J Chem Neuroanat. 2004 Dec;28(4):253-64. PMID: 19748608
OBJECTIVE: To evaluate the anti-inflammatory effect of the combination of avocado soybean unsaponifiables (ASU) and epigallocatechin gallate (EGCG) on cyclooxygenase-2 (COX-2) expression and prostaglandin E(2) (PGE(2)) production in cytokine-activated equine chondrocytes. METHODS: Production of type II collagen and aggrecan was verified by immunohistochemistry and Western blot. Chondrocytes were incubated with: (1) control media alone, (2) ASU (4mug/ml; 8.3mug/ml), (3) EGCG (4, 40, 400ng/ml), or (4) the combination of ASU and EGCG for 24h. Cells were next incubated with control medium alone or with IL-1beta (10ng/ml) and TNF-alpha (1ng/ml). COX-2 gene expression by real-time PCR analysis and NF-kappaB nuclear translocation by immunohistochemistry were performed after 1h of incubation. PGE(2) production was determined by immunoassay after 24h of incubation. RESULTS: Equine chondrocytes responded to cytokine activation by up-regulated gene expression of COX-2 and increased PGE(2) production. Activation was associated with NF-kappaB translocation.
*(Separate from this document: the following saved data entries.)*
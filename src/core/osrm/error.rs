//! Routing engine error types.

use std::time::Duration;

use thiserror::Error;

/// Errors that can occur while talking to the routing engine.
#[derive(Debug, Error)]
pub enum OsrmError {
    /// The routing engine answered with a non-success status code.
    #[error("Routing engine returned HTTP {status}: {message}")]
    Status { status: u16, message: String },

    /// The request did not complete within the configured timeout.
    #[error("Routing engine request timed out after {}s", .0.as_secs_f64())]
    Timeout(Duration),

    /// The routing engine could not be reached.
    #[error("Could not connect to routing engine: {0}")]
    Connect(String),

    /// Any other transport-level failure.
    #[error("Transport error: {0}")]
    Transport(String),

    /// The response body was not valid JSON.
    #[error("Malformed response from routing engine: {0}")]
    MalformedBody(String),

    /// The HTTP client could not be built.
    #[error("Failed to create HTTP client: {0}")]
    Client(String),
}

impl OsrmError {
    /// Build a status error from an upstream status code and body.
    ///
    /// OSRM reports failures as `{"code": "...", "message": "..."}`; when the
    /// body has that shape the code and message are appended to the reason.
    pub fn status(status: u16, body: &str) -> Self {
        let reason = reqwest::StatusCode::from_u16(status)
            .ok()
            .and_then(|s| s.canonical_reason())
            .unwrap_or("Unknown Status");

        let detail = serde_json::from_str::<serde_json::Value>(body)
            .ok()
            .and_then(|v| {
                let code = v.get("code").and_then(|c| c.as_str()).map(str::to_string);
                let message = v.get("message").and_then(|m| m.as_str()).map(str::to_string);
                match (code, message) {
                    (Some(code), Some(message)) => Some(format!("{} - {}", code, message)),
                    (Some(code), None) => Some(code),
                    (None, Some(message)) => Some(message),
                    (None, None) => None,
                }
            });

        let message = match detail {
            Some(detail) => format!("{} ({})", reason, detail),
            None => reason.to_string(),
        };

        Self::Status { status, message }
    }

    /// Classify a reqwest failure.
    pub fn from_reqwest(err: reqwest::Error, timeout: Duration) -> Self {
        if err.is_timeout() {
            Self::Timeout(timeout)
        } else if err.is_connect() {
            Self::Connect(err.to_string())
        } else {
            Self::Transport(err.to_string())
        }
    }
}
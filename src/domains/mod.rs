//! Domains module containing business logic organized by bounded contexts.
//!
//! The server has a single domain: `tools`, the routing operations exposed
//! to MCP clients.

pub mod tools;
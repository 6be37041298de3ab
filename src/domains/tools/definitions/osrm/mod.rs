//! OSRM tools module.
//!
//! One file per routing engine service:
//! - `route`: route through two or more waypoints
//! - `nearest`: snap a point to the road network
//! - `table`: duration/distance matrix
//!
//! `common` holds the shared argument types and encoders.

pub mod common;
pub mod nearest;
pub mod route;
pub mod table;

pub use common::{Coordinate, Profile};
pub use nearest::{NearestParams, NearestTool};
pub use route::{Geometries, Overview, RouteParams, RouteTool};
pub use table::{TableParams, TableTool};
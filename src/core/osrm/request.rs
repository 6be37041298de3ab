//! Encoded routing engine requests.

use std::fmt;

/// A single GET request against the routing engine, already encoded.
///
/// `path` is relative to the configured base URL. `query` holds the
/// parameters in the order they are sent; values are raw (not yet
/// percent-encoded).
#[derive(Debug, Clone, PartialEq, Eq)]
pub struct OsrmRequest {
    pub path: String,
    pub query: Vec<(&'static str, String)>,
}

impl OsrmRequest {
    /// Create a request with no query parameters.
    pub fn new(path: impl Into<String>) -> Self {
        Self {
            path: path.into(),
            query: Vec::new(),
        }
    }

    /// Append a query parameter.
    pub fn with_param(mut self, key: &'static str, value: impl Into<String>) -> Self {
        self.query.push((key, value.into()));
        self
    }

    /// Raw value of a query parameter, if present.
    pub fn param(&self, key: &str) -> Option<&str> {
        self.query
            .iter()
            .find(|(k, _)| *k == key)
            .map(|(_, v)| v.as_str())
    }

    /// The query string as it goes on the wire (form-urlencoded).
    pub fn query_string(&self) -> String {
        serde_urlencoded::to_string(&self.query).unwrap_or_default()
    }
}

impl fmt::Display for OsrmRequest {
    fn fmt(&self, f: &mut fmt::Formatter<'_>) -> fmt::Result {
        if self.query.is_empty() {
            write!(f, "{}", self.path)
        } else {
            write!(f, "{}?{}", self.path, self.query_string())
        }
    }
}

#[cfg(test)]
mod tests {
    use super::*;

    #[test]
    fn test_query_string_encodes_separators() {
        let request = OsrmRequest::new("/table/v1/driving/1,2;3,4")
            .with_param("sources", "0;2")
            .with_param("destinations", "1");
        assert_eq!(request.param("sources"), Some("0;2"));
        assert_eq!(request.query_string(), "sources=0%3B2&destinations=1");
        assert_eq!(
            request.to_string(),
            "/table/v1/driving/1,2;3,4?sources=0%3B2&destinations=1"
        );
    }

    #[test]
    fn test_display_without_query() {
        let request = OsrmRequest::new("/nearest/v1/driving/13.4,52.5");
        assert_eq!(request.query_string(), "");
        assert_eq!(request.to_string(), "/nearest/v1/driving/13.4,52.5");
    }
}
//! Request dispatcher.
//!
//! Turns one tool invocation into exactly one tool result:
//! parse into an [`OsrmOperation`], encode it, issue a single GET through the
//! [`OsrmTransport`] and relay the body as pretty-printed JSON. Upstream
//! failures of any kind become an `Error: ...` result; nothing is retried.

use std::sync::Arc;

use rmcp::model::CallToolResult;
use tracing::{info, instrument, warn};

use super::ToolError;
use super::definitions::osrm::common::{
    error_result, parse_params, success_result, unknown_tool_result,
};
use super::definitions::{
    NearestParams, NearestTool, Profile, RouteParams, RouteTool, TableParams, TableTool,
};
use crate::core::osrm::{OsrmRequest, OsrmTransport, UpstreamResponse};

/// One of the operations in the tool catalog, with its typed arguments.
#[derive(Debug, Clone, PartialEq)]
pub enum OsrmOperation {
    Route(RouteParams),
    Nearest(NearestParams),
    Table(TableParams),
}

impl OsrmOperation {
    /// Names of all operations, in catalog order.
    pub const NAMES: [&'static str; 3] = [RouteTool::NAME, NearestTool::NAME, TableTool::NAME];

    /// Resolve a tool name and its raw arguments.
    ///
    /// Unknown names yield [`ToolError::NotFound`]; arguments that do not
    /// match the tool's schema yield [`ToolError::InvalidArguments`].
    pub fn parse(name: &str, arguments: serde_json::Value) -> Result<Self, ToolError> {
        match name {
            RouteTool::NAME => Ok(Self::Route(parse_params(arguments)?)),
            NearestTool::NAME => Ok(Self::Nearest(parse_params(arguments)?)),
            TableTool::NAME => Ok(Self::Table(parse_params(arguments)?)),
            _ => Err(ToolError::not_found(name)),
        }
    }

    pub fn name(&self) -> &'static str {
        match self {
            Self::Route(_) => RouteTool::NAME,
            Self::Nearest(_) => NearestTool::NAME,
            Self::Table(_) => TableTool::NAME,
        }
    }

    pub fn profile(&self) -> Profile {
        match self {
            Self::Route(p) => p.profile,
            Self::Nearest(p) => p.profile,
            Self::Table(p) => p.profile,
        }
    }

    /// Encode the operation as a routing engine request.
    pub fn encode(&self) -> Result<OsrmRequest, ToolError> {
        match self {
            Self::Route(p) => RouteTool::request(p),
            Self::Nearest(p) => Ok(NearestTool::request(p)),
            Self::Table(p) => TableTool::request(p),
        }
    }
}

/// Dispatches operations to the routing engine.
///
/// Holds only the transport handle; there is no per-call state.
#[derive(Clone)]
pub struct OsrmDispatcher {
    transport: Arc<dyn OsrmTransport>,
}

impl OsrmDispatcher {
    /// Create a dispatcher on top of the given transport.
    pub fn new(transport: Arc<dyn OsrmTransport>) -> Self {
        Self { transport }
    }

    /// The routing engine endpoint, for logs and server info.
    pub fn endpoint(&self) -> String {
        self.transport.endpoint()
    }

    /// Run a typed operation.
    ///
    /// Returns `Err` only when the arguments are rejected before any network
    /// call; every upstream outcome is an `Ok` tool result.
    #[instrument(skip_all, fields(tool = operation.name(), profile = %operation.profile()))]
    pub async fn dispatch(&self, operation: OsrmOperation) -> Result<CallToolResult, ToolError> {
        let request = operation.encode()?;
        info!("Calling routing engine: {}", request);

        let outcome = self
            .transport
            .get(&request)
            .await
            .and_then(UpstreamResponse::into_pretty_json);

        Ok(match outcome {
            Ok(json) => success_result(json),
            Err(e) => error_result(&e.to_string()),
        })
    }

    /// Run a tool call given by name, as received from a client.
    ///
    /// Names outside the catalog produce an `Unknown tool: {name}` result
    /// without touching the network.
    pub async fn call(
        &self,
        name: &str,
        arguments: serde_json::Value,
    ) -> Result<CallToolResult, ToolError> {
        match OsrmOperation::parse(name, arguments) {
            Ok(operation) => self.dispatch(operation).await,
            Err(ToolError::NotFound(name)) => {
                warn!("Unknown tool requested: {}", name);
                Ok(unknown_tool_result(&name))
            }
            Err(e) => Err(e),
        }
    }
}
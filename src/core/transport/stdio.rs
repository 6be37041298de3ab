//! STDIO transport implementation.
//!
//! The default mode: one MCP session over stdin/stdout for the lifetime of
//! the process. Logs go to stderr; stdout carries protocol messages only.

use rmcp::ServiceExt;
use tracing::info;

use super::{TransportError, TransportResult};
use crate::core::McpServer;

/// STDIO transport handler.
pub struct StdioTransport;

impl StdioTransport {
    /// Serve a single session until the client closes stdin.
    pub async fn run(server: McpServer) -> TransportResult<()> {
        info!(
            "Ready - {} serving route/nearest/table via stdin/stdout (routing engine {})",
            server.name(),
            server.config().osrm.base_url
        );

        let service = server
            .serve(rmcp::transport::stdio())
            .await
            .map_err(|e| TransportError::init(e.to_string()))?;

        let reason = service
            .waiting()
            .await
            .map_err(|e| TransportError::service(e.to_string()))?;

        info!("STDIO session ended: {:?}", reason);
        Ok(())
    }
}
use super::support::FakeTree;
use hwinfo::core::system_info::cpu;
use hwinfo::UNKNOWN_NUMBER;

const TWO_SOCKET_CPUINFO: &str = "processor\t: 0
vendor_id\t: GenuineIntel
model name\t: Intel(R) Xeon(R) Gold 6130 CPU @ 2.10GHz
physical id\t: 0
siblings\t: 2
cpu cores\t: 1
cache size\t: 22528 KB
flags\t\t: fpu sse4_2 avx2

processor\t: 1
vendor_id\t: GenuineIntel
model name\t: Intel(R) Xeon(R) Gold 6130 CPU @ 2.10GHz
physical id\t: 0
siblings\t: 2
cpu cores\t: 1
cache size\t: 22528 KB
flags\t\t: fpu sse4_2 avx2

processor\t: 2
vendor_id\t: GenuineIntel
model name\t: Intel(R) Xeon(R) Gold 6130 CPU @ 2.10GHz
physical id\t: 1
siblings\t: 2
cpu cores\t: 1
cache size\t: 22528 KB
flags\t\t: fpu sse4_2 avx2
";

#[test]
fn test_packages_from_procfs_tree() {
    let tree = FakeTree::new();
    tree.file("/proc/cpuinfo", TWO_SOCKET_CPUINFO)
        .file("/sys/devices/system/cpu/cpu0/cpufreq/scaling_max_freq", "3700000\n")
        .file("/sys/devices/system/cpu/cpu0/cpufreq/base_frequency", "2100000\n")
        .file("/sys/devices/system/cpu/cpu0/cpufreq/scaling_min_freq", "1000000\n");

    let cpus = cpu::collect_from(&tree.source());

    assert_eq!(cpus.len(), 2);
    assert_eq!(cpus[0].id, 0);
    assert_eq!(cpus[1].id, 1);
    assert_eq!(cpus[0].vendor, "GenuineIntel");
    assert_eq!(cpus[0].num_physical_cores, 1);
    assert_eq!(cpus[0].num_logical_cores, 2);
    assert_eq!(cpus[0].l3_cache_size_bytes, 22528 * 1024);
    assert_eq!(cpus[0].flags, vec!["fpu", "sse4_2", "avx2"]);

    assert_eq!(cpus[0].max_clock_speed_mhz, 3700);
    assert_eq!(cpus[0].regular_clock_speed_mhz, 2100);
    assert_eq!(cpus[0].min_clock_speed_mhz, 1000);

    // No cpufreq for the second package
    assert_eq!(cpus[1].max_clock_speed_mhz, UNKNOWN_NUMBER);
}

#[test]
fn test_policy_frequency_fallback() {
    let tree = FakeTree::new();
    tree.file(
        "/proc/cpuinfo",
        "processor\t: 0\nvendor_id\t: AuthenticAMD\nmodel name\t: AMD Ryzen 7 5800X\n",
    )
    .file("/sys/devices/system/cpu/cpufreq/policy0/cpuinfo_max_freq", "4850000\n");

    let cpus = cpu::collect_from(&tree.source());

    assert_eq!(cpus.len(), 1);
    assert_eq!(cpus[0].max_clock_speed_mhz, 4850);
    assert_eq!(cpus[0].regular_clock_speed_mhz, UNKNOWN_NUMBER);
}

#[test]
fn test_arm_big_little_core_ids() {
    let mut cpuinfo = String::new();
    for (index, part) in ["0xd03", "0xd03", "0xd09", "0xd09"].iter().enumerate() {
        cpuinfo.push_str(&format!(
            "processor\t: {}\nBogoMIPS\t: 38.40\nFeatures\t: fp asimd\nCPU implementer\t: 0x41\nCPU architecture: 8\nCPU variant\t: 0x0\nCPU part\t: {}\nCPU revision\t: 4\n\n",
            index, part
        ));
    }

    let tree = FakeTree::new();
    tree.file("/proc/cpuinfo", &cpuinfo);
    for (index, core_id) in [0, 1, 0, 1].iter().enumerate() {
        tree.file(
            &format!("/sys/devices/system/cpu/cpu{}/topology/core_id", index),
            format!("{}\n", core_id),
        );
    }

    let cpus = cpu::collect_from(&tree.source());

    assert_eq!(cpus.len(), 2);
    assert_eq!(cpus[0].vendor, "ARM");
    assert_eq!(cpus[0].model_name, "Cortex-A53");
    assert_eq!(cpus[0].num_physical_cores, 2);
    assert_eq!(cpus[1].model_name, "Cortex-A73");
    assert_eq!(cpus[1].id, 2);
    assert_eq!(cpus[1].num_logical_cores, 2);
    assert_eq!(cpus[1].flags, vec!["fp", "asimd"]);
}

#[test]
fn test_current_clock_speeds() {
    let tree = FakeTree::new();
    tree.file("/sys/devices/system/cpu/cpu0/cpufreq/scaling_cur_freq", "2400000\n")
        .file("/sys/devices/system/cpu/cpu2/cpufreq/scaling_cur_freq", "800000\n");

    let speeds = cpu::current_clock_speeds_mhz(&tree.source(), 3);
    assert_eq!(speeds, vec![2400, 800]);
}

#[test]
fn test_missing_cpuinfo_gives_no_cpus() {
    let tree = FakeTree::new();
    assert!(cpu::collect_from(&tree.source()).is_empty());
}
Individually, ASU and EGCG marginally inhibited COX-2 expression and PGE(2) production in activated chondrocytes. In contrast, the combination of ASU and EGCG reduced COX-2 expression close to non-activated control levels and significantly inhibited PGE(2) production. These reductions were statistically greater than those of ASU or EGCG alone. The inhibition of COX-2 expression and PGE(2) production was associated with inhibition of NF-kappaB translocation. CONCLUSION: The present study demonstrates that the anti-inflammatory activity of ASU and EGCG is potentiated when used in combination. This combination may offer an attractive supplement or alternative to non-steroidal anti-inflammatory drugs (NSAIDs) in the management of osteoarthritis.